Mastodon — or, specifically, mastodon.scot, which is the Mastodon instance I user — now has excellent facilities for automatically translating posts written in languages you can't read. So it's really easy to follow people from anywhere in the world, even if you don't have a common language. I really appreciate this. Friendica doesn't appear to have the same function; it can tell you what language a post is written in, but it doesn't currently seem able automatically to translate them. However, I know that mastodon.scot does this by hooking in a commercial back-end translation server, which costs money; so this may not be a limitation of the software but simply of the particular instance.

Problems?

The Friendica instance I've chosen to use — social.trom.tf — definitely struggles with performance at times.
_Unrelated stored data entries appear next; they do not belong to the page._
// Acknowledgment ledger - which items the user has already dismissed.

use std::collections::HashMap;

use chrono::{DateTime, Utc};

use super::model::ItemId;

/// Set of acknowledged item ids, each remembering when it was dismissed.
/// Membership only grows until an explicit `reset`.
#[derive(Debug, Default)]
pub struct AcknowledgmentLedger {
    entries: HashMap<ItemId, DateTime<Utc>>,
}

impl AcknowledgmentLedger {
    pub fn new() -> Self {
        Self::default()
    }

    /// Mark a single item as seen. Returns true if the id was newly added;
    /// acknowledging an already-present id is a no-op.
    pub fn acknowledge(&mut self, id: impl Into<ItemId>) -> bool {
        let id = id.into();
        if self.entries.contains_key(&id) {
            return false;
        }
        self.entries.insert(id, Utc::now());
        true
    }

    /// Bulk acknowledgment. Returns how many ids were newly added.
    pub fn acknowledge_all<I>(&mut self, ids: I) -> usize
    where
        I: IntoIterator,
        I::Item: Into<ItemId>,
    {
        let mut added = 0;
        for id in ids {
            if self.acknowledge(id) {
                added += 1;
            }
        }
        added
    }

    /// Clear the whole set, making every item eligible again.
    pub fn reset(&mut self) {
        self.entries.clear();
    }

    pub fn contains(&self, id: &str) -> bool {
        self.entries.contains_key(id)
    }

    pub fn acknowledged_at(&self, id: &str) -> Option<DateTime<Utc>> {
        self.entries.get(id).copied()
    }

    /// Sorted id snapshot for observable state.
    pub fn ids(&self) -> Vec<ItemId> {
        let mut ids: Vec<ItemId> = self.entries.keys().cloned().collect();
        ids.sort();
        ids
    }

    pub fn len(&self) -> usize {
        self.entries.len()
    }

    pub fn is_empty(&self) -> bool {
        self.entries.is_empty()
    }
}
I've had repeated 504 'Gateway timeout' errors, and some things haven't worked I suspect because of timeouts.

Friendica is written in PHP, a hacked up 'language' which jumbles logic with presentation and lacks clear conceptual design, which I abandoned as obsolete in 1997. There are well regarded systems still written in PHP — Wordpress is one — but I confess I wonder whether poor technical choices contribute to poor performance here. But there may be many other reasons for poor performance of a free, community maintained service, so I may simply be being prejudiced about this.